Kale and Rice Salad with Creamy Mayo Dressing
This Kale and Rice Salad with Mayo Dressing is a hearty, nutrient-packed salad that combines tender kale, fluffy rice, and a creamy, tangy dressing. It’s a perfect balance of textures and flavors, making it a great side dish or a satisfying meal on its own. The combination of fiber-rich kale and whole grains makes this dish both wholesome and delicious.
Recipe Details
Prep Time: 10 minutes
Cook Time: 20 minutes (for rice)
Total Time: 30 minutes
Servings: 4
Ingredients
For the Salad:
2 cups cooked rice (white, brown, or wild rice)
3 cups kale (stems removed, chopped)
½ cup red bell pepper (diced)
½ cup cucumber (diced)
¼ cup red onion (finely chopped)
¼ cup shredded carrots
¼ cup sunflower seeds (or sliced almonds)
¼ cup feta cheese (optional)
For the Mayo Dressing:
½ cup mayonnaise
1 tbsp lemon juice (or apple cider vinegar)
1 tsp Dijon mustard
1 tsp honey (or maple syrup for a vegan option)
1 small garlic clove (minced)
½ tsp salt
¼ tsp black pepper
Instructions
1. Cook the Rice:
1.If you haven’t already cooked the rice, prepare it according to package instructions.

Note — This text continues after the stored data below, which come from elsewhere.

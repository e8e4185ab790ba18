use std::env;

#[derive(Clone, Debug)]
pub struct AppConfig {
    pub port: u16,
    pub database_url: String,
    pub admin_token: String,
    pub default_currency: String,
}

impl AppConfig {
    pub fn from_env() -> Self {
        Self {
            port: env::var("PORT")
                .ok()
                .and_then(|v| v.parse().ok())
                .unwrap_or(3000),
            database_url: env::var("DATABASE_URL").unwrap_or_else(|_| "tourhub.db".to_string()),
            admin_token: env::var("ADMIN_TOKEN").unwrap_or_else(|_| "changeme".to_string()),
            default_currency: env::var("DEFAULT_CURRENCY").unwrap_or_else(|_| "UGX".to_string()),
        }
    }
}
//! Shared fixtures for unit tests. Foreign keys are enforced, so bookings
//! need their profile / vendor / service chain seeded first.

use chrono::Utc;
use rusqlite::{params, Connection};

use crate::db::queries;
use crate::models::{Booking, BookingStatus, PaymentStatus};

/// Insert an approved vendor `vendor_id` with owner profile `p-<vendor_id>`
/// and one active tour service `svc-<vendor_id>`.
pub fn seed_vendor(conn: &Connection, vendor_id: &str) {
    conn.execute(
        "INSERT INTO profiles (id, full_name, email, phone, role, api_key, created_at, updated_at)
         VALUES (?1, 'Vendor Owner', ?2, '+256700000000', 'vendor', ?3, \
         '2026-01-01 08:00:00', '2026-01-01 08:00:00')",
        params![
            format!("p-{vendor_id}"),
            format!("{vendor_id}@example.com"),
            format!("key-{vendor_id}")
        ],
    )
    .unwrap();
    conn.execute(
        "INSERT INTO vendors (id, profile_id, business_name, status, created_at, updated_at)
         VALUES (?1, ?2, 'Kampala Tours', 'approved', '2026-01-01 08:00:00', '2026-01-01 08:00:00')",
        params![vendor_id, format!("p-{vendor_id}")],
    )
    .unwrap();
    conn.execute(
        "INSERT INTO services (id, vendor_id, title, category, price, currency, is_active, \
         created_at, updated_at)
         VALUES (?1, ?2, 'Gorilla trek', 'tour', 250000, 'UGX', 1, \
         '2026-01-01 08:00:00', '2026-01-01 08:00:00')",
        params![format!("svc-{vendor_id}"), vendor_id],
    )
    .unwrap();
}

/// A guest booking against `svc-<vendor_id>`; the vendor must already be
/// seeded.
pub fn insert_booking(
    conn: &Connection,
    id: &str,
    vendor_id: &str,
    status: BookingStatus,
    payment_status: PaymentStatus,
    amount: i64,
) -> Booking {
    let now = Utc::now().naive_utc();
    let booking = Booking {
        id: id.to_string(),
        service_id: format!("svc-{vendor_id}"),
        vendor_id: vendor_id.to_string(),
        tourist_id: None,
        guest_name: Some("Ada".to_string()),
        guest_email: Some("ada@example.com".to_string()),
        guest_phone: Some("+256700000001".to_string()),
        booking_date: now,
        num_people: 1,
        total_amount: amount,
        currency: "UGX".to_string(),
        status,
        payment_status,
        notes: None,
        created_at: now,
        updated_at: now,
    };
    queries::create_booking(conn, &booking).unwrap();
    booking
}
pub mod bookings;
pub mod catalog;
pub mod payments;
pub mod reconciliation;
pub mod wallets;
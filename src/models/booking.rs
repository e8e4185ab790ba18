use chrono::NaiveDateTime;
use serde::{Deserialize, Serialize};

#[derive(Debug, Clone, Serialize, Deserialize)]
pub struct Booking {
    pub id: String,
    pub service_id: String,
    pub vendor_id: String,
    pub tourist_id: Option<String>,
    pub guest_name: Option<String>,
    pub guest_email: Option<String>,
    pub guest_phone: Option<String>,
    pub booking_date: NaiveDateTime,
    pub num_people: i64,
    pub total_amount: i64,
    pub currency: String,
    pub status: BookingStatus,
    pub payment_status: PaymentStatus,
    pub notes: Option<String>,
    pub created_at: NaiveDateTime,
    pub updated_at: NaiveDateTime,
}

impl Booking {
    /// A booking is settled once it is confirmed and paid; that state is what
    /// obliges the ledger to hold a completed payment transaction for it.
    pub fn is_settled(&self) -> bool {
        self.status == BookingStatus::Confirmed && self.payment_status == PaymentStatus::Paid
    }
}

#[derive(Debug, Clone, Copy, Serialize, Deserialize, PartialEq, Eq)]
#[serde(rename_all = "lowercase")]
pub enum BookingStatus {
    Pending,
    Confirmed,
    Cancelled,
    Completed,
}

impl BookingStatus {
    pub fn as_str(&self) -> &'static str {
        match self {
            BookingStatus::Pending => "pending",
            BookingStatus::Confirmed => "confirmed",
            BookingStatus::Cancelled => "cancelled",
            BookingStatus::Completed => "completed",
        }
    }

    pub fn parse(s: &str) -> Option<Self> {
        match s {
            "pending" => Some(BookingStatus::Pending),
            "confirmed" => Some(BookingStatus::Confirmed),
            "cancelled" => Some(BookingStatus::Cancelled),
            "completed" => Some(BookingStatus::Completed),
            _ => None,
        }
    }
}

#[derive(Debug, Clone, Copy, Serialize, Deserialize, PartialEq, Eq)]
#[serde(rename_all = "lowercase")]
pub enum PaymentStatus {
    Pending,
    Paid,
    Refunded,
}

impl PaymentStatus {
    pub fn as_str(&self) -> &'static str {
        match self {
            PaymentStatus::Pending => "pending",
            PaymentStatus::Paid => "paid",
            PaymentStatus::Refunded => "refunded",
        }
    }

    pub fn parse(s: &str) -> Option<Self> {
        match s {
            "pending" => Some(PaymentStatus::Pending),
            "paid" => Some(PaymentStatus::Paid),
            "refunded" => Some(PaymentStatus::Refunded),
            _ => None,
        }
    }
}
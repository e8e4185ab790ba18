pub mod admin;
pub mod auth;
pub mod bookings;
pub mod catalog;
pub mod health;
pub mod registration;
pub mod vendor;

2 Let it cool slightly before adding it to the salad.
2. Prepare the Kale:
1.Place chopped kale in a large bowl.
2.Drizzle with a little lemon juice and massage it with your hands for 1-2 minutes to soften.
3. Make the Dressing:
In a small bowl, whisk together mayonnaise, lemon juice, Dijon mustard, honey, garlic, salt, and black pepper until smooth.
4. Assemble the Salad:
1.In the bowl with kale, add cooked rice, red bell pepper, cucumber, red onion, shredded carrots, sunflower seeds, and feta cheese (if using).
2.Pour the dressing over the salad and toss everything together until well coated.
5. Serve & Enjoy:
Let the salad sit for 5-10 minutes to allow the flavors to meld, then serve chilled or at room temperature.
Nutritional Information
(Per Serving, Approximate)
Calories: 350
Protein: 7g
Carbohydrates: 45g
Fat: 16g
Fiber: 5g
Sugar: 4g
Sodium: 450mg
Notes & Tips
Make it Vegan: Use plant-based mayo and maple syrup instead of honey.
Add More Protein: Try grilled chicken, chickpeas, or hard-boiled eggs.
Crunch Factor: Add chopped nuts or croutons for extra texture.
Meal Prep Friendly: Store in the fridge for up to 3 days—great for make-ahead lunches.
Lighter Option: Use Greek yogurt instead of mayo for a tangy, high-protein dressing.